# SSD for Series 2?



## PalousePilot (Oct 31, 2010)

One of our Series 2 is in the bedroom. My wife seems to be very sensitive to the HD noise. I'm wondering if I can replace the standard hard drive (40 GB?) with a solid-state drive?

Anyone tried that?


----------



## lessd (Jan 23, 2005)

PalousePilot said:


> One of our Series 2 is in the bedroom. My wife seems to be very sensitive to the HD noise. I'm wondering if I can replace the standard hard drive (40 GB?) with a solid-state drive?
> 
> Anyone tried that?


Can be done but with the way TiVo uses a drive I don't know if the life of the SS drive will be shorten, you will have to get a SATA to PATA converter but that should be no problem.


----------



## hungarianhc (May 31, 2007)

I've been looking at this too - only thing is that there aren't that many PATA drives.

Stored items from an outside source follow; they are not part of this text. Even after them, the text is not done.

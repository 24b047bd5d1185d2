// SPDX-License-Identifier: MPL-2.0
//! Top navigation bar.
//!
//! Holds the mobile menu toggle, the search box, the notification bell, the
//! theme toggle and the user dropdown. The navbar owns only its open/closed
//! flags and the search text; everything else is reported to the app as an
//! [`Event`].

use crate::app::Screen;
use crate::session::User;
use crate::ui::design_tokens::{sizing, spacing, typography};
use crate::ui::styles;
use crate::ui::theming::ThemeMode;
use iced::{
    alignment::{Horizontal, Vertical},
    widget::{button, text_input, Column, Container, Row, Space, Text},
    Element, Length,
};

/// Navbar-owned state.
#[derive(Debug, Clone, Default)]
pub struct State {
    pub menu_open: bool,
    pub dropdown_open: bool,
    pub search: String,
}

impl State {
    #[must_use]
    pub fn has_open_overlay(&self) -> bool {
        self.menu_open || self.dropdown_open
    }
}

/// Contextual data needed to render the navbar.
pub struct ViewContext<'a> {
    pub state: &'a State,
    pub screen: Screen,
    pub user: Option<&'a User>,
    /// Resolved mode; never `System`.
    pub theme_mode: ThemeMode,
}

#[derive(Debug, Clone)]
pub enum Message {
    ToggleMenu,
    ToggleDropdown,
    CloseOverlays,
    Navigate(Screen),
    SearchChanged(String),
    SearchSubmitted,
    Bell,
    ToggleTheme,
    Logout,
}

/// Events propagated to the parent application.
#[derive(Debug, Clone, PartialEq, Eq)]
pub enum Event {
    None,
    Navigate(Screen),
    /// Search text changed; feeds the debounced live filter.
    SearchInput(String),
    /// Enter pressed with a non-empty term (already trimmed).
    Search(String),
    Bell,
    ToggleTheme,
    Logout,
}

pub fn update(message: Message, state: &mut State) -> Event {
    match message {
        Message::ToggleMenu => {
            state.menu_open = !state.menu_open;
            Event::None
        }
        Message::ToggleDropdown => {
            state.dropdown_open = !state.dropdown_open;
            Event::None
        }
        Message::CloseOverlays => {
            state.menu_open = false;
            state.dropdown_open = false;
            Event::None
        }
        Message::Navigate(screen) => {
            state.menu_open = false;
            Event::Navigate(screen)
        }
        Message::SearchChanged(value) => {
            state.search = value.clone();
            Event::SearchInput(value)
        }
        Message::SearchSubmitted => {
            let term = state.search.trim();
            if term.is_empty() {
                Event::None
            } else {
                Event::Search(term.to_string())
            }
        }
        Message::Bell => Event::Bell,
        Message::ToggleTheme => Event::ToggleTheme,
        Message::Logout => {
            state.dropdown_open = false;
            state.menu_open = false;
            Event::Logout
        }
    }
}

pub fn view<'a>(ctx: ViewContext<'a>) -> Element<'a, Message> {
    let mut content = Column::new().width(Length::Fill).push(top_bar(&ctx));

    if ctx.state.menu_open {
        content = content.push(menu(ctx.screen, ctx.user.is_some()));
    }

    content.into()
}

fn top_bar<'a>(ctx: &ViewContext<'a>) -> Element<'a, Message> {
    let menu_button = button(Text::new("\u{2630}").size(typography::TITLE_SM))
        .on_press(Message::ToggleMenu)
        .padding(spacing::XS)
        .style(styles::button::ghost);

    let brand = Text::new("LearnHub").size(typography::TITLE_MD);

    let search = text_input("Search courses...", &ctx.state.search)
        .on_input(Message::SearchChanged)
        .on_submit(Message::SearchSubmitted)
        .padding(spacing::XS)
        .width(Length::Fixed(sizing::SEARCH_WIDTH));

    let theme_label = if ctx.theme_mode == ThemeMode::Dark {
        "\u{2600}"
    } else {
        "\u{263E}"
    };
    let theme_button = button(Text::new(theme_label))
        .on_press(Message::ToggleTheme)
        .padding(spacing::XS)
        .style(styles::button::ghost);

    let mut row = Row::new()
        .spacing(spacing::SM)
        .padding(spacing::SM)
        .align_y(Vertical::Center)
        .push(menu_button)
        .push(brand)
        .push(Space::new().width(Length::Fill))
        .push(search)
        .push(theme_button);

    row = match ctx.user {
        Some(user) => row
            .push(
                button(Text::new("\u{1F514}"))
                    .on_press(Message::Bell)
                    .padding(spacing::XS)
                    .style(styles::button::ghost),
            )
            .push(user_menu(user, ctx.state.dropdown_open)),
        None => row.push(
            button(Text::new("Sign in"))
                .on_press(Message::Navigate(Screen::Login))
                .style(styles::button::primary),
        ),
    };

    Container::new(row)
        .width(Length::Fill)
        .style(styles::container::toolbar)
        .into()
}

fn user_menu<'a>(user: &'a User, open: bool) -> Element<'a, Message> {
    let toggle = button(Text::new(user.name.as_str()))
        .on_press(Message::ToggleDropdown)
        .padding(spacing::XS)
        .style(styles::button::ghost);

    if !open {
        return toggle.into();
    }

    let panel = Column::new()
        .spacing(spacing::XXS)
        .push(Text::new(user.email.as_str()).size(typography::CAPTION))
        .push(Text::new(user.role.as_str()).size(typography::CAPTION))
        .push(
            button(Text::new("Log out"))
                .on_press(Message::Logout)
                .width(Length::Fill)
                .style(styles::button::ghost),
        );

    Column::new()
        .align_x(Horizontal::Right)
        .push(toggle)
        .push(
            Container::new(panel)
                .padding(spacing::XS)
                .width(Length::Fixed(sizing::DROPDOWN_WIDTH))
                .style(styles::container::dropdown),
        )
        .into()
}

fn menu<'a>(current: Screen, logged_in: bool) -> Element<'a, Message> {
    let items = Screen::ALL
        .into_iter()
        .filter(|screen| logged_in || screen.is_public())
        .fold(Column::new().spacing(spacing::XXS), |column, screen| {
            let style = if screen == current {
                styles::button::selected
            } else {
                styles::button::ghost
            };
            column.push(
                button(Text::new(screen.label()))
                    .on_press(Message::Navigate(screen))
                    .padding([spacing::XS, spacing::SM])
                    .width(Length::Fill)
                    .style(style),
            )
        });

    Container::new(items)
        .padding(spacing::XS)
        .width(Length::Fixed(sizing::DROPDOWN_WIDTH))
        .style(styles::container::dropdown)
        .into()
}
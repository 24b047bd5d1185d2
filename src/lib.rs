// SPDX-License-Identifier: MPL-2.0
//! `learnhub` is a desktop learning-management front end built with the Iced
//! GUI framework.
//!
//! Its core is the toast [notification center](ui::notifications): transient
//! messages that fade out and remove themselves on a fixed schedule. Around
//! it sit the session flags, form validation, display formatters and the
//! dashboard animations used by the shell.

#![doc(html_root_url = "https://docs.rs/learnhub/0.1.0")]

pub mod animation;
pub mod app;
pub mod debounce;
pub mod error;
pub mod format;
pub mod session;
pub mod storage;
pub mod ui;
pub mod validation;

Most are SATA. SSDs are expensive already, but getting a PATA drive increases the price a bit more too. If you're interested, you can go on Amazon and pick one up. You'll have to buy a converter though... those are 2.5" drives that have a laptop connector. You need a converter for a 3.5" drive. They use different connectors.


----------



## windracer (Jan 3, 2003)

TexasGrillChef has some experience with SSDs in TiVos (see here) albeit in the THD, not the S2.


----------



## shaown (Jul 1, 2002)

Wow - something to look forward to. 
I was just upgrading a TivoHD - and amazed at how far HD prices have dropped, and thinking except for the few who need more than 1TB, Hard drive upgrades woudl slowly fade away. However, in a couple years I can see us getting some new life by dropping cheaper / large SSDs into our Tivos.
For example, I could see upgrading my bedroom premier with a 256/512 mb SSD if the price fell below 200 or so (which I know is a way off).
-Shaown


----------



## windracer (Jan 3, 2003)

shaown said:


> For example, I could see upgrading my bedroom premier with a 256/512 *mb* SSD if the price fell below 200 or so (which I know is a way off).


You mean *gb*, right? You wouldn't be able to record many HD shows in 512mb.


----------